Using V2V communication to make traffic predictions with deep learning is a very new area. Wang et al. (2020) use V2V communication for perception around obstacles and for making short-term trajectory predictions in urban environments. Liang et al. (2020); Gao et al. (2020); Chang et al. (2019) similarly make short-term predictions on the order of 3 seconds for individual car trajectories in urban traffic using sensor data and not V2V data. Meanwhile, our work makes intermediate-term estimates (10-40 seconds) of connected vehicle trajectories on highways. These approaches consider individualized traffic forecasting for a given vehicle.

Alternatively, many works provide predictions for certain road locations rather than certain vehicles. Ma et al. (2017) uses 2D CNNs to make longer-term traffic predictions (10-20 minutes) on various road networks. Li et al. (2018) models traffic as a diffusion process using recurrent convolutional architecture. Alternatively, Cui et al. (2020) use recurrent graph convolutional networks, Loumiotis et al. (2018) consider general regression neural networks, and Yin et al. (2018) frame traffic prediction as a classification problem. Zhao et al. (2017) use a spatio-temporal LSTM to make traffic predictions on a similarly long timescale. More recently, attention mechanisms have been shown to be useful for forecasting on this time-scale (Do et al., 2019). These models all focus on road networks, so they cannot capture the behavior of individual vehicles in the flow. Their predictions are lower in spatial and temporal resolution than our model, since they rely on lower resolution road sensor data instead of V2V data. Nevertheless the widespread use of recurrent methods suggests their value in this domain.

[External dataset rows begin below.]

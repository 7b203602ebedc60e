use i18n_embed::fluent::FluentLanguageLoader;
use i18n_embed_fl::fl;
use maud::Markup;
use serde_json::Value;
use tracing::{debug, trace};

use crate::{
    access::AccessChecker,
    context::{ContextTrait, RenderError},
    entity::EntityTypeId,
    input::{FormField, FormSpec, SelectInput, SelectOption},
    options::{ColumnDefinition, ColumnOptions, OptionDefinition, OptionSchema, OptionsError},
    query::Query,
    render::{self, EntityViewRenderer},
    row::ResultRow,
    translation::TranslationResolver,
    view_mode::{ViewModeRegistry, DEFAULT_VIEW_MODE},
};

/// A column of a listing, driven by the listing engine through its setup, query and render
/// phases.
pub trait ListColumn {
    type Error;

    fn define_options(&self) -> OptionSchema;
    fn build_options_form(&self, i18n: &FluentLanguageLoader) -> FormSpec;
    fn submit_options_form(&mut self, body: &[u8]) -> Result<(), OptionsError>;
    /// add what the column needs to the listing query
    fn query(&self, query: &mut dyn Query);
    fn render(&self, row: &ResultRow) -> Result<Markup, Self::Error>;

    /// whether the column may be used as a grouping key
    fn uses_group_by(&self) -> bool {
        true
    }
}

/// Renders the entity a row references in a configurable view mode.
///
/// Rows whose entity is gone, or which the viewer may not see, render as empty markup.
#[derive(Clone, Debug)]
pub struct RenderedEntity<C> {
    definition: ColumnDefinition,
    options: ColumnOptions,
    ctx: C,
}

impl<C: ContextTrait> RenderedEntity<C> {
    pub fn new(definition: ColumnDefinition, options: ColumnOptions, ctx: C) -> Self {
        Self {
            definition,
            options,
            ctx,
        }
    }

    pub fn entity_type_id(&self) -> &EntityTypeId {
        &self.definition.entity_type
    }

    pub fn definition(&self) -> &ColumnDefinition {
        &self.definition
    }

    pub fn options(&self) -> &ColumnOptions {
        &self.options
    }

    pub fn context(&self) -> &C {
        &self.ctx
    }

    /// Hand query construction to the translation resolver, and only when the site is
    /// multilingual. No field of its own is added: the entity is loaded by the resolver.
    pub fn contribute_to_query(
        &self,
        query: &mut dyn Query,
        relationship: Option<&str>,
        is_multilingual: bool,
    ) {
        if !is_multilingual {
            return;
        }
        self.ctx.resolver().contribute_query(query, relationship);
    }
}

impl<C: ContextTrait> ListColumn for RenderedEntity<C> {
    type Error = RenderError<C>;

    fn define_options(&self) -> OptionSchema {
        OptionSchema::from([(
            "view_mode",
            OptionDefinition::new(Value::from(DEFAULT_VIEW_MODE)),
        )])
    }

    fn build_options_form(&self, i18n: &FluentLanguageLoader) -> FormSpec {
        let options = self
            .ctx
            .view_modes()
            .view_mode_options(self.entity_type_id())
            .into_iter()
            .map(|(value, label)| SelectOption { value, label })
            .collect();
        FormSpec {
            fields: vec![FormField::Select(SelectInput {
                name: "view_mode",
                title: fl!(i18n, "view-mode-title"),
                description: Some(fl!(i18n, "view-mode-description")),
                options,
                default_value: self.options.view_mode.clone(),
            })],
        }
    }

    fn submit_options_form(&mut self, body: &[u8]) -> Result<(), OptionsError> {
        let options = ColumnOptions::from_form(body)?;
        if !self
            .ctx
            .view_modes()
            .has_view_mode(self.entity_type_id(), &options.view_mode)
        {
            return Err(OptionsError::UnknownViewMode {
                entity_type: self.entity_type_id().clone(),
                view_mode: options.view_mode,
            });
        }
        debug!(
            "Column {} now renders {} entities as {}",
            self.definition.id, self.definition.entity_type, options.view_mode
        );
        self.options = options;
        Ok(())
    }

    fn query(&self, query: &mut dyn Query) {
        self.contribute_to_query(
            query,
            self.definition.relationship.as_deref(),
            self.ctx.languages().is_multilingual(),
        );
    }

    fn render(&self, row: &ResultRow) -> Result<Markup, Self::Error> {
        let Some(reference) = row.entity_ref(self.definition.relationship.as_deref()) else {
            trace!("Row {} references no entity", row.index);
            return Ok(render::empty());
        };
        if reference.entity_type != *self.entity_type_id() {
            debug!(
                "Row {}: {} {} is not a {} entity",
                row.index,
                reference.entity_type,
                reference.id,
                self.entity_type_id()
            );
            return Ok(render::empty());
        }
        let Some(entity) = self.ctx.resolver().resolve(reference, row) else {
            debug!(
                "Row {}: {} {} could not be loaded",
                row.index, reference.entity_type, reference.id
            );
            return Ok(render::empty());
        };
        if !self.ctx.access().can_view(&entity, self.ctx.viewer()) {
            debug!(
                "Row {}: view access to {} {} denied",
                row.index, reference.entity_type, reference.id
            );
            return Ok(render::empty());
        }
        self.ctx.renderer().view(&entity, &self.options.view_mode)
    }

    fn uses_group_by(&self) -> bool {
        false
    }
}
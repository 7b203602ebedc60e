use std::{
    cell::RefCell,
    collections::{BTreeMap, BTreeSet},
    convert::Infallible,
};

use maud::{html, Markup};
use pretty_assertions::assert_eq;
use rendered_entity::{
    access::{AllowAll, Operation},
    context::Context,
    entity::{EntityId, EntityTypeId},
    i18n::language_loader,
    input::FormField,
    language::LanguageManager,
    options::{ColumnDefinition, ColumnOptions, OptionsError},
    query::{Query, SelectQuery},
    render::is_empty,
    row::ResultRow,
    translation::{RenderingLanguage, TranslationRenderer},
    view_mode::EntityTypeRegistry,
    AccessChecker, EntityRef, EntityViewRenderer, ListColumn, RenderedEntity, Translatable,
    TranslationResolver, ViewMode,
};
use serde_json::json;
use unic_langid::{langid, LanguageIdentifier};

#[derive(Clone, Debug, PartialEq)]
struct Node {
    id: u64,
    title: &'static str,
    published: bool,
}

#[derive(Default)]
struct RecordingResolver {
    nodes: BTreeMap<EntityId, Node>,
    resolved: RefCell<Vec<EntityRef>>,
    contributions: RefCell<Vec<(usize, Option<String>)>>,
}

impl TranslationResolver for RecordingResolver {
    type Entity = Node;

    fn resolve(&self, reference: &EntityRef, _row: &ResultRow) -> Option<Node> {
        self.resolved.borrow_mut().push(reference.clone());
        self.nodes.get(&reference.id).cloned()
    }

    fn contribute_query(&self, query: &mut dyn Query, relationship: Option<&str>) {
        let addr = &*query as *const _ as *const () as usize;
        self.contributions
            .borrow_mut()
            .push((addr, relationship.map(str::to_string)));
        let table = relationship.unwrap_or(query.base_table()).to_string();
        query.add_field(&table, "langcode");
    }
}

struct Viewer {
    administrator: bool,
}

struct PublishedOnly;

impl AccessChecker<Node> for PublishedOnly {
    type Viewer = Viewer;

    fn access(&self, node: &Node, operation: Operation, viewer: &Viewer) -> bool {
        operation == Operation::View && (node.published || viewer.administrator)
    }
}

#[derive(Debug, PartialEq)]
struct MissingTemplate(ViewMode);

#[derive(Default)]
struct RecordingRenderer {
    calls: RefCell<Vec<(Node, ViewMode)>>,
}

impl EntityViewRenderer<Node> for RecordingRenderer {
    type Error = MissingTemplate;

    fn view(&self, node: &Node, view_mode: &ViewMode) -> Result<Markup, MissingTemplate> {
        self.calls
            .borrow_mut()
            .push((node.clone(), view_mode.clone()));
        if view_mode.as_str() == "removed" {
            return Err(MissingTemplate(view_mode.clone()));
        }
        Ok(html! {
            div class=(format!("node node--{view_mode}")) { (node.title) }
        })
    }
}

type TestColumn = RenderedEntity<
    Context<RecordingResolver, PublishedOnly, RecordingRenderer, EntityTypeRegistry, Viewer>,
>;

fn column_with(
    view_mode: &str,
    languages: LanguageManager,
    definition: ColumnDefinition,
) -> TestColumn {
    let nodes = [
        Node { id: 1, title: "Hello", published: true },
        Node { id: 2, title: "Draft", published: false },
    ]
    .into_iter()
    .map(|n| (EntityId::from(n.id), n))
    .collect();
    RenderedEntity::new(
        definition,
        ColumnOptions::new(view_mode),
        Context {
            resolver: RecordingResolver {
                nodes,
                ..Default::default()
            },
            access: PublishedOnly,
            renderer: RecordingRenderer::default(),
            view_modes: EntityTypeRegistry::new()
                .view_modes("node", [("teaser", "Teaser"), ("full", "Full content")]),
            languages,
            viewer: Viewer {
                administrator: false,
            },
        },
    )
}

fn column(view_mode: &str) -> TestColumn {
    column_with(
        view_mode,
        LanguageManager::new(langid!("en")),
        ColumnDefinition::new("node_rendered", "node"),
    )
}

fn row(id: u64) -> ResultRow {
    ResultRow::new(0).with_entity(EntityRef::new("node", id).with_langcode(langid!("en")))
}

#[test]
fn renders_viewable_entity_in_configured_view_mode() {
    let column = column("teaser");
    let out = column.render(&row(1)).unwrap();

    assert_eq!(out.into_string(), r#"<div class="node node--teaser">Hello</div>"#);
    let calls = column.context().renderer.calls.borrow();
    assert_eq!(calls.len(), 1);
    assert_eq!(calls[0].0.id, 1);
    assert_eq!(calls[0].1, ViewMode::from("teaser"));
}

#[test]
fn deleted_entity_renders_empty() {
    let column = column("teaser");
    let out = column.render(&row(3)).unwrap();

    assert!(is_empty(&out));
    assert_eq!(column.context().resolver.resolved.borrow().len(), 1);
    assert!(column.context().renderer.calls.borrow().is_empty());
}

#[test]
fn row_without_reference_renders_empty() {
    let column = column("teaser");
    let out = column.render(&ResultRow::new(4)).unwrap();

    assert!(is_empty(&out));
    assert!(column.context().resolver.resolved.borrow().is_empty());
}

#[test]
fn denied_entity_renders_empty_but_is_resolved() {
    let column = column("teaser");
    let out = column.render(&row(2)).unwrap();

    assert!(is_empty(&out));
    assert_eq!(
        *column.context().resolver.resolved.borrow(),
        [EntityRef::new("node", 2u64).with_langcode(langid!("en"))]
    );
    assert!(column.context().renderer.calls.borrow().is_empty());
}

#[test]
fn administrator_sees_unpublished_entity() {
    let column = column("full");
    let nodes = column.context().resolver.nodes.clone();
    let column = RenderedEntity::new(
        column.definition().clone(),
        column.options().clone(),
        Context {
            resolver: RecordingResolver {
                nodes,
                ..Default::default()
            },
            access: PublishedOnly,
            renderer: RecordingRenderer::default(),
            view_modes: EntityTypeRegistry::new(),
            languages: LanguageManager::new(langid!("en")),
            viewer: Viewer {
                administrator: true,
            },
        },
    );

    let out = column.render(&row(2)).unwrap();
    assert_eq!(out.into_string(), r#"<div class="node node--full">Draft</div>"#);
}

#[test]
fn entity_of_another_type_renders_empty_without_loading() {
    let column = column("teaser");
    let row = ResultRow::new(0).with_entity(EntityRef::new("user", 1u64));

    let out = column.render(&row).unwrap();
    assert!(is_empty(&out));
    assert!(column.context().resolver.resolved.borrow().is_empty());
    assert!(column.context().renderer.calls.borrow().is_empty());
}

#[test]
fn renderer_errors_propagate_unchanged() {
    let column = column("removed");
    assert_eq!(
        column.render(&row(1)).unwrap_err(),
        MissingTemplate(ViewMode::from("removed"))
    );
}

#[test]
fn relationship_entity_is_rendered() {
    let column = column_with(
        "teaser",
        LanguageManager::new(langid!("en")),
        ColumnDefinition::new("parent_rendered", "node").relationship("parent"),
    );
    let row = ResultRow::new(0)
        .with_entity(EntityRef::new("node", 2u64))
        .with_relationship_entity("parent", EntityRef::new("node", 1u64));

    let out = column.render(&row).unwrap();
    assert_eq!(out.into_string(), r#"<div class="node node--teaser">Hello</div>"#);
}

#[test]
fn monolingual_query_is_untouched() {
    let column = column("teaser");
    let mut q = SelectQuery::new("node_field_data");
    let before = q.clone();

    column.query(&mut q);
    column.contribute_to_query(&mut q, Some("parent"), false);

    assert_eq!(q, before);
    assert!(column.context().resolver.contributions.borrow().is_empty());
}

#[test]
fn multilingual_query_is_delegated_once() {
    let column = column_with(
        "teaser",
        LanguageManager::new(langid!("en")).language(langid!("de")),
        ColumnDefinition::new("parent_rendered", "node").relationship("parent"),
    );
    let mut q = SelectQuery::new("node_field_data");
    let addr = &q as *const SelectQuery as usize;

    column.query(&mut q);

    assert_eq!(
        *column.context().resolver.contributions.borrow(),
        [(addr, Some("parent".to_string()))]
    );
    assert_eq!(q.fields().len(), 1);
    assert_eq!(q.fields()[0].alias, "parent_langcode");
}

#[test]
fn explicit_multilingual_flag_passes_query_and_relationship() {
    let column = column("teaser");
    let mut q = SelectQuery::new("node_field_data");
    let addr = &q as *const SelectQuery as usize;

    column.contribute_to_query(&mut q, None, true);

    assert_eq!(
        *column.context().resolver.contributions.borrow(),
        [(addr, None)]
    );
}

#[test]
fn never_used_for_grouping() {
    assert!(!column("teaser").uses_group_by());
    assert!(!column("default").uses_group_by());
}

#[test]
fn declares_view_mode_option() {
    let options = column("teaser").define_options();
    assert_eq!(options.len(), 1);
    assert_eq!(options["view_mode"].default, json!("default"));
}

#[test]
fn options_form_offers_registered_view_modes() {
    let i18n = language_loader(None).unwrap();
    let column = column("teaser");
    let form = column.build_options_form(&i18n);

    let Some(FormField::Select(select)) = form.field("view_mode") else {
        panic!("view_mode select missing: {form:?}");
    };
    assert_eq!(select.title, "View mode");
    assert_eq!(select.default_value, ViewMode::from("teaser"));
    let values = select.values().map(ViewMode::as_str).collect::<BTreeSet<_>>();
    assert_eq!(values, BTreeSet::from(["default", "full", "teaser"]));

    let html = form.render().into_string();
    assert!(html.contains(r#"<option value="teaser" selected>Teaser</option>"#));
    assert!(html.contains(r#"<option value="full">Full content</option>"#));
}

#[test]
fn options_form_defaults_to_default_view_mode() {
    let i18n = language_loader(Some("de-DE")).unwrap();
    let configured = column("teaser");
    let column = RenderedEntity::new(
        ColumnDefinition::new("node_rendered", "node"),
        ColumnOptions::from_json("{}").unwrap(),
        configured.context(),
    );
    let form = column.build_options_form(&i18n);

    let Some(FormField::Select(select)) = form.field("view_mode") else {
        panic!("view_mode select missing: {form:?}");
    };
    assert_eq!(select.title, "Anzeigemodus");
    assert!(select.default_value.is_default());
}

#[test]
fn submitting_options_form_validates_view_mode() {
    let mut column = column("teaser");

    column.submit_options_form(b"view_mode=full").unwrap();
    assert_eq!(column.options().view_mode, ViewMode::from("full"));

    let err = column.submit_options_form(b"view_mode=gallery").unwrap_err();
    assert!(matches!(
        err,
        OptionsError::UnknownViewMode { ref view_mode, .. } if view_mode.as_str() == "gallery"
    ));
    assert_eq!(column.options().view_mode, ViewMode::from("full"));
}

#[test]
fn entity_type_comes_from_definition() {
    let column = column("teaser");
    assert_eq!(column.entity_type_id().as_str(), "node");
}

#[derive(Clone, Debug)]
struct Article {
    langcode: LanguageIdentifier,
    title: &'static str,
    translations: Vec<(LanguageIdentifier, &'static str)>,
}

impl Translatable for Article {
    fn langcode(&self) -> &LanguageIdentifier {
        &self.langcode
    }

    fn translation(&self, langcode: &LanguageIdentifier) -> Option<Self> {
        let (langcode, title) = self.translations.iter().find(|(l, _)| l == langcode)?;
        Some(Article {
            langcode: langcode.clone(),
            title: *title,
            translations: Vec::new(),
        })
    }
}

struct Headline;

impl EntityViewRenderer<Article> for Headline {
    type Error = Infallible;

    fn view(&self, article: &Article, _view_mode: &ViewMode) -> Result<Markup, Infallible> {
        Ok(html! { h2 lang=(article.langcode.to_string()) { (article.title) } })
    }
}

#[test]
fn row_language_selected_by_query_picks_translation() {
    let storage = BTreeMap::from([(
        (EntityTypeId::from("article"), EntityId::from(1u64)),
        Article {
            langcode: langid!("en"),
            title: "Hello",
            translations: vec![(langid!("de"), "Hallo")],
        },
    )]);
    let column = RenderedEntity::new(
        ColumnDefinition::new("article_rendered", "article"),
        ColumnOptions::new("default"),
        Context {
            resolver: TranslationRenderer::new(storage, RenderingLanguage::Row),
            access: AllowAll,
            renderer: Headline,
            view_modes: EntityTypeRegistry::new(),
            languages: LanguageManager::new(langid!("en")).language(langid!("de")),
            viewer: (),
        },
    );
    let mut q = SelectQuery::new("article_field_data");
    column.query(&mut q);
    assert_eq!(q.fields()[0].alias, "article_field_data_langcode");

    // only the selected field carries the language, the reference does not
    let row = ResultRow::new(0)
        .with_entity(EntityRef::new("article", 1u64))
        .with_value("article_field_data_langcode", "de");
    assert_eq!(
        column.render(&row).unwrap().into_string(),
        r#"<h2 lang="de">Hallo</h2>"#
    );

    let row = ResultRow::new(1).with_entity(EntityRef::new("article", 1u64));
    assert_eq!(
        column.render(&row).unwrap().into_string(),
        r#"<h2 lang="en">Hello</h2>"#
    );
}
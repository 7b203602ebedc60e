use quote::quote;
use syn::{parse_macro_input, Data, DeriveInput};

mod entity;
mod util;

#[proc_macro_derive(EntityType, attributes(entity))]
pub fn derive_entity_type(input: proc_macro::TokenStream) -> proc_macro::TokenStream {
    let input = parse_macro_input!(input as DeriveInput);

    match &input.data {
        Data::Struct(_) | Data::Enum(_) => {
            entity::derive(&input).unwrap_or_else(syn::Error::into_compile_error)
        }
        _ => quote!(compile_error!(
            "`EntityType` can only be derived for `struct`s and `enum`s"
        )),
    }
    .into()
}
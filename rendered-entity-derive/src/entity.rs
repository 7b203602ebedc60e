use std::collections::BTreeSet;

use convert_case::Case;
use darling::{FromDeriveInput, FromMeta};
use proc_macro2::{Ident, TokenStream};
use quote::quote;
use syn::DeriveInput;

use crate::util::{found_crate, renamed_name};

#[derive(Debug, FromDeriveInput)]
#[darling(attributes(entity))]
struct EntityTypeOptions {
    ident: Ident,
    /// entity type id, defaults to the snake_case struct name
    rename: Option<String>,
    #[darling(multiple)]
    view_mode: Vec<ViewModeOptions>,
}

#[derive(Debug, FromMeta)]
struct ViewModeOptions {
    name: String,
    label: Option<String>,
}

pub fn derive(input: &DeriveInput) -> syn::Result<TokenStream> {
    let found_crate = found_crate();

    let attr = EntityTypeOptions::from_derive_input(input)?;
    let ident = &attr.ident;
    let type_id = renamed_name(ident.to_string(), attr.rename.as_ref(), Some(Case::Snake));

    let mut seen = BTreeSet::new();
    let mut view_modes = TokenStream::new();
    for mode in &attr.view_mode {
        if mode.name.is_empty() {
            return Err(syn::Error::new_spanned(
                ident,
                "view mode names must not be empty",
            ));
        }
        if !seen.insert(mode.name.as_str()) {
            return Err(syn::Error::new_spanned(
                ident,
                format!("view mode `{}` is declared more than once", mode.name),
            ));
        }
        let name = &mode.name;
        let label = renamed_name(mode.name.clone(), mode.label.as_ref(), Some(Case::Title));
        view_modes.extend(quote! {
            (#name, #label),
        });
    }

    Ok(quote! {
        #[automatically_derived]
        impl #found_crate::EntityType for #ident {
            fn entity_type_id() -> &'static ::std::primitive::str {
                #type_id
            }
            fn view_modes() -> &'static [(&'static ::std::primitive::str, &'static ::std::primitive::str)] {
                &[#view_modes]
            }
        }
    })
}
use std::collections::BTreeMap;

use serde::{Deserialize, Serialize};
use serde_json::Value;
use thiserror::Error;

use crate::{entity::EntityTypeId, view_mode::ViewMode};

/// Options a column declares, with their defaults
pub type OptionSchema = BTreeMap<&'static str, OptionDefinition>;

#[derive(Clone, Debug, PartialEq)]
pub struct OptionDefinition {
    pub default: Value,
}

impl OptionDefinition {
    pub fn new(default: impl Into<Value>) -> Self {
        Self {
            default: default.into(),
        }
    }
}

/// Persisted settings of a rendered entity column.
#[derive(Clone, Debug, Default, PartialEq, Eq, Deserialize, Serialize)]
pub struct ColumnOptions {
    #[serde(default)]
    pub view_mode: ViewMode,
}

impl ColumnOptions {
    pub fn new(view_mode: impl Into<ViewMode>) -> Self {
        Self {
            view_mode: view_mode.into(),
        }
    }

    pub fn from_json(json: &str) -> Result<Self, OptionsError> {
        Ok(serde_json::from_str(json)?)
    }

    pub fn to_json(&self) -> Result<String, OptionsError> {
        Ok(serde_json::to_string(self)?)
    }

    /// parse an `application/x-www-form-urlencoded` options form submission
    pub fn from_form(body: &[u8]) -> Result<Self, OptionsError> {
        serde_qs::Config::new(5, false)
            .deserialize_bytes(body)
            .map_err(|e| OptionsError::ParseForm {
                serde: e,
                body: String::from_utf8_lossy(body).into_owned(),
            })
    }
}

/// Static configuration of a column, fixed when it is added to a listing
#[derive(Clone, Debug, PartialEq, Eq, Deserialize, Serialize)]
pub struct ColumnDefinition {
    /// unique id of the column within its listing
    pub id: String,
    pub entity_type: EntityTypeId,
    /// relationship the entity is reached through, `None` for the listing's base entity
    #[serde(default, skip_serializing_if = "Option::is_none")]
    pub relationship: Option<String>,
}

impl ColumnDefinition {
    pub fn new(id: impl Into<String>, entity_type: impl Into<EntityTypeId>) -> Self {
        Self {
            id: id.into(),
            entity_type: entity_type.into(),
            relationship: None,
        }
    }

    pub fn relationship(mut self, relationship: impl Into<String>) -> Self {
        self.relationship = Some(relationship.into());
        self
    }
}

#[derive(Debug, Error)]
pub enum OptionsError {
    #[error("Failed to parse options form: {serde:#}: {body}")]
    ParseForm { serde: serde_qs::Error, body: String },
    #[error("View mode `{view_mode}` is not available for entity type `{entity_type}`")]
    UnknownViewMode {
        entity_type: EntityTypeId,
        view_mode: ViewMode,
    },
    #[error("Failed to (de)serialize options: {0:#}")]
    Json(
        #[from]
        #[source]
        serde_json::Error,
    ),
}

3 Experimental Data Collected using Connected Vehicles in Highway Traffic

The data we use in this paper were collected by driving five connected vehicles along US39 for three hours in peak-hour traffic near Detroit, Michigan; see Molnár et al. (2021) for details. Each vehicle measured its position and velocity by GPS, which were sampled and transmitted amongst the vehicles every 0.1 seconds using commercially available devices and standardized broadcast-and-catch protocol. This dataset is unique as it contains V2V trajectory data of multiple vehicles traveling on the same route for an extended duration of time involving entire traffic jams. Two vehicles travelled farther ahead of the other three with an average distance of around 1300 and 900 m. This separation created six potential lead-ego vehicle pairs. We consider two vehicle pairs in our study: the foremost lead vehicle and two different ego vehicles from the group of three. We omit the data of other vehicles since they were too close to each other to provide long enough predictions.

Figure 2(a,b) show the experimental position data (along the highway) and speed data for one of the lead-ego pairs. The data covers 1000 seconds and includes various traffic conditions. Since the ego vehicle undergoes qualitatively similar speed fluctuations as the lead, it allows the ego to predict its future motion based on the lead vehicle’s past data obtained through connectivity.

4 Methods

Given the position data ${X_{\rm L},X_{\rm E}\in\mathbb{R}}$ and speed data ${v_{\rm L},v_{\rm E}\in\mathbb{R}}$ of the lead and ego vehicles, respectively, we make a prediction at time $t$ about the ego vehicle’s speed in the future $\theta$ time ahead. We denote the prediction by $\hat{v}_{\rm E}(t,\theta)$ , that approximates the actual future speed, denoted by $v_{\rm E}(t+\theta)$ .

Baselines

The simplest first principle-based prediction algorithm is the constant speed prediction

\hat{v}_{\rm E}(t,\theta)=v_{\rm E}(t),

(1)

which does not use data from the lead vehicle, but may work well for short term predictions.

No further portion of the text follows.